* _EXERCISE DIRECTIONS_: I would like every record printed again, exactly as shown.
*** EXTRACTED RECORDS ***
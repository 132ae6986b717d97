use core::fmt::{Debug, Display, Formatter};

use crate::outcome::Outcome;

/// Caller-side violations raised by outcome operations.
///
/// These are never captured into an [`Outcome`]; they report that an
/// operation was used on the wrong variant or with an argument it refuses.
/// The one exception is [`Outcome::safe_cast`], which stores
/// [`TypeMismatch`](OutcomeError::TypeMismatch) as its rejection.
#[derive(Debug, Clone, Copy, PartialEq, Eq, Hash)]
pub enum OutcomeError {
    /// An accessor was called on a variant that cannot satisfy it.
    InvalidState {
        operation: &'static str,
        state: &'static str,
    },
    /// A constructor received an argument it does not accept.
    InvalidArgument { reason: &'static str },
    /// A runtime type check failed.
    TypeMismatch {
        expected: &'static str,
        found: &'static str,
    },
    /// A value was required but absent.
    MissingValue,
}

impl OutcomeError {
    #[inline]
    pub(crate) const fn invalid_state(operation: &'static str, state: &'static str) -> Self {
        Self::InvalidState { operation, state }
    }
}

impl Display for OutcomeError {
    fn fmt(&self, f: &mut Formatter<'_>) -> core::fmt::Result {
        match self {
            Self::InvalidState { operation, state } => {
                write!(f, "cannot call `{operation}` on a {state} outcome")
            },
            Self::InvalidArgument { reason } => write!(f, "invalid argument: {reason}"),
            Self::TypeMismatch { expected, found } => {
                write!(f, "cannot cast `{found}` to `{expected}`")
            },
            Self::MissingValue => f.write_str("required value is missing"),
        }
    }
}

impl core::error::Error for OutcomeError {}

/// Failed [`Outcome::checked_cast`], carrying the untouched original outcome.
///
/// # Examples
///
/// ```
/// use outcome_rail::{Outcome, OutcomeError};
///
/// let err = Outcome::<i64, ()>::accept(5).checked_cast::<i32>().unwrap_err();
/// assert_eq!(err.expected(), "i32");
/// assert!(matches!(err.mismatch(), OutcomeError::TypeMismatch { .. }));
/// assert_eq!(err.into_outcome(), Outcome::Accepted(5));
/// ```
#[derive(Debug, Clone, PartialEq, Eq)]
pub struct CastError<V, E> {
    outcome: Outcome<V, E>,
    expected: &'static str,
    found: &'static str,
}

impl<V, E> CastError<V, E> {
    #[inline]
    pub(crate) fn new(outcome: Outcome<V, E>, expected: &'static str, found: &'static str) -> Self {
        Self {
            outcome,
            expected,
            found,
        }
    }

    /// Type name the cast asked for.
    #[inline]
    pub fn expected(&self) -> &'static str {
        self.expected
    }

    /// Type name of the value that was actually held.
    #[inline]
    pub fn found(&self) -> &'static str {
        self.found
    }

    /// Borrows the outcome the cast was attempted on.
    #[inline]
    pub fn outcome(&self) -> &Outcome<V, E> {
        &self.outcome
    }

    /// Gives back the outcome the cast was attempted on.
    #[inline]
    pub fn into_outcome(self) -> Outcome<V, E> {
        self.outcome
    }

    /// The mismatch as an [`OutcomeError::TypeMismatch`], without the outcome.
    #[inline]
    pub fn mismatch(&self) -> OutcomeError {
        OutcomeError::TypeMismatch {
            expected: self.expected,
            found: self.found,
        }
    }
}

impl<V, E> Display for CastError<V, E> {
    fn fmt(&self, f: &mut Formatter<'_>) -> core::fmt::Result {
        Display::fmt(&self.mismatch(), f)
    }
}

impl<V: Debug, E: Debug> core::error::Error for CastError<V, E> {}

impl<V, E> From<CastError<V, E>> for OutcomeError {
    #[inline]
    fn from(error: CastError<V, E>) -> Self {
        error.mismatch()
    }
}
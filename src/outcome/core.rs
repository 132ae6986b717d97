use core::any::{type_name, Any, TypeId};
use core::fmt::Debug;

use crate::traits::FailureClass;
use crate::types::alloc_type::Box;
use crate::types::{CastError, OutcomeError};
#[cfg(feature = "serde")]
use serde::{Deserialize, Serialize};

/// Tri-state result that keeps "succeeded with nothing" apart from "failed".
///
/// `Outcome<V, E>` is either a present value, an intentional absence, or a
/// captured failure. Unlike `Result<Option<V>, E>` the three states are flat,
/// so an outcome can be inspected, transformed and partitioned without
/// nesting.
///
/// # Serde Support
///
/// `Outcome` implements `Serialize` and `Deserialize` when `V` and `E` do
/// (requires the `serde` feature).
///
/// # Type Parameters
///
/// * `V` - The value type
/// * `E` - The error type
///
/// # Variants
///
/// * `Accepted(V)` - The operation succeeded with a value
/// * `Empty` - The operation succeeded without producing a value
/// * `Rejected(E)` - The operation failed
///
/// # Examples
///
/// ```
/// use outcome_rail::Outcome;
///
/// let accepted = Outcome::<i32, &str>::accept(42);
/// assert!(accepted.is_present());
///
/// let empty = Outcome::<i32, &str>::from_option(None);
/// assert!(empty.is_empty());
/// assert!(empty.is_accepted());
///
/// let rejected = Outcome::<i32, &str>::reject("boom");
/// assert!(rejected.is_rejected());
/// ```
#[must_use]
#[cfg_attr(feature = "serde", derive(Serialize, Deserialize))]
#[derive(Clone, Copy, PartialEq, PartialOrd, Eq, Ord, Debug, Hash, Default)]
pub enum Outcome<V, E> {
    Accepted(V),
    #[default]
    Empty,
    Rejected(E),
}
*** End of EXTRACTED RECORDS ***
* _EXERCISE SOLUTION_:
repository 132ae6986b717d97
use core::fmt::{Debug, Display, Formatter};

use crate::outcome::Outcome;

/// Caller-side violations raised by outcome operations.
///
/// These are never captured into an [`Outcome`]; they report that an
/// operation was used on the wrong variant or with an argument it refuses.
/// The one exception is [`Outcome::safe_cast`], which stores
/// [`TypeMismatch`](OutcomeError::TypeMismatch) as its rejection.
#[derive(Debug, Clone, Copy, PartialEq, Eq, Hash)]
pub enum OutcomeError {
    /// An accessor was called on a variant that cannot satisfy it.
    InvalidState {
        operation: &'static str,
        state: &'static str,
    },
    /// A constructor received an argument it does not accept.
    InvalidArgument { reason: &'static str },
    /// A runtime type check failed.
    TypeMismatch {
        expected: &'static str,
        found: &'static str,
    },
    /// A value was required but absent.
    MissingValue,
}

impl OutcomeError {
    #[inline]
    pub(crate) const fn invalid_state(operation: &'static str, state: &'static str) -> Self {
        Self::InvalidState { operation, state }
    }
}

impl Display for OutcomeError {
    fn fmt(&self, f: &mut Formatter<'_>) -> core::fmt::Result {
        match self {
            Self::InvalidState { operation, state } => {
                write!(f, "cannot call `{operation}` on a {state} outcome")
            },
            Self::InvalidArgument { reason } => write!(f, "invalid argument: {reason}"),
            Self::TypeMismatch { expected, found } => {
                write!(f, "cannot cast `{found}` to `{expected}`")
            },
            Self::MissingValue => f.write_str("required value is missing"),
        }
    }
}

impl core::error::Error for OutcomeError {}

/// Failed [`Outcome::checked_cast`], carrying the untouched original outcome.
///
/// # Examples
///
/// ```
/// use outcome_rail::{Outcome, OutcomeError};
///
/// let err = Outcome::<i64, ()>::accept(5).checked_cast::<i32>().unwrap_err();
/// assert_eq!(err.expected(), "i32");
/// assert!(matches!(err.mismatch(), OutcomeError::TypeMismatch { .. }));
/// assert_eq!(err.into_outcome(), Outcome::Accepted(5));
/// ```
#[derive(Debug, Clone, PartialEq, Eq)]
pub struct CastError<V, E> {
    outcome: Outcome<V, E>,
    expected: &'static str,
    found: &'static str,
}

impl<V, E> CastError<V, E> {
    #[inline]
    pub(crate) fn new(outcome: Outcome<V, E>, expected: &'static str, found: &'static str) -> Self {
        Self {
            outcome,
            expected,
            found,
        }
    }

    /// Type name the cast asked for.
    #[inline]
    pub fn expected(&self) -> &'static str {
        self.expected
    }

    /// Type name of the value that was actually held.
    #[inline]
    pub fn found(&self) -> &'static str {
        self.found
    }

    /// Borrows the outcome the cast was attempted on.
    #[inline]
    pub fn outcome(&self) -> &Outcome<V, E> {
        &self.outcome
    }

    /// Gives back the outcome the cast was attempted on.
    #[inline]
    pub fn into_outcome(self) -> Outcome<V, E> {
        self.outcome
    }

    /// The mismatch as an [`OutcomeError::TypeMismatch`], without the outcome.
    #[inline]
    pub fn mismatch(&self) -> OutcomeError {
        OutcomeError::TypeMismatch {
            expected: self.expected,
            found: self.found,
        }
    }
}

impl<V, E> Display for CastError<V, E> {
    fn fmt(&self, f: &mut Formatter<'_>) -> core::fmt::Result {
        Display::fmt(&self.mismatch(), f)
    }
}

impl<V: Debug, E: Debug> core::error::Error for CastError<V, E> {}

impl<V, E> From<CastError<V, E>> for OutcomeError {
    #[inline]
    fn from(error: CastError<V, E>) -> Self {
        error.mismatch()
    }
}
filename src/outcome/core.rs
repository 132ae6986b717d97
use core::any::{type_name, Any, TypeId};
use core::fmt::Debug;

use crate::traits::FailureClass;
use crate::types::alloc_type::Box;
use crate::types::{CastError, OutcomeError};
#[cfg(feature = "serde")]
use serde::{Deserialize, Serialize};

/// Tri-state result that keeps "succeeded with nothing" apart from "failed".
///
/// `Outcome<V, E>` is either a present value, an intentional absence, or a
/// captured failure. Unlike `Result<Option<V>, E>` the three states are flat,
/// so an outcome can be inspected, transformed and partitioned without
/// nesting.
///
/// # Serde Support
///
/// `Outcome` implements `Serialize` and `Deserialize` when `V` and `E` do
/// (requires the `serde` feature).
///
/// # Type Parameters
///
/// * `V` - The value type
/// * `E` - The error type
///
/// # Variants
///
/// * `Accepted(V)` - The operation succeeded with a value
/// * `Empty` - The operation succeeded without producing a value
/// * `Rejected(E)` - The operation failed
///
/// # Examples
///
/// ```
/// use outcome_rail::Outcome;
///
/// let accepted = Outcome::<i32, &str>::accept(42);
/// assert!(accepted.is_present());
///
/// let empty = Outcome::<i32, &str>::from_option(None);
/// assert!(empty.is_empty());
/// assert!(empty.is_accepted());
///
/// let rejected = Outcome::<i32, &str>::reject("boom");
/// assert!(rejected.is_rejected());
/// ```
#[must_use]
#[cfg_attr(feature = "serde", derive(Serialize, Deserialize))]
#[derive(Clone, Copy, PartialEq, PartialOrd, Eq, Ord, Debug, Hash, Default)]
pub enum Outcome<V, E> {
    Accepted(V),
    #[default]
    Empty,
    Rejected(E),
}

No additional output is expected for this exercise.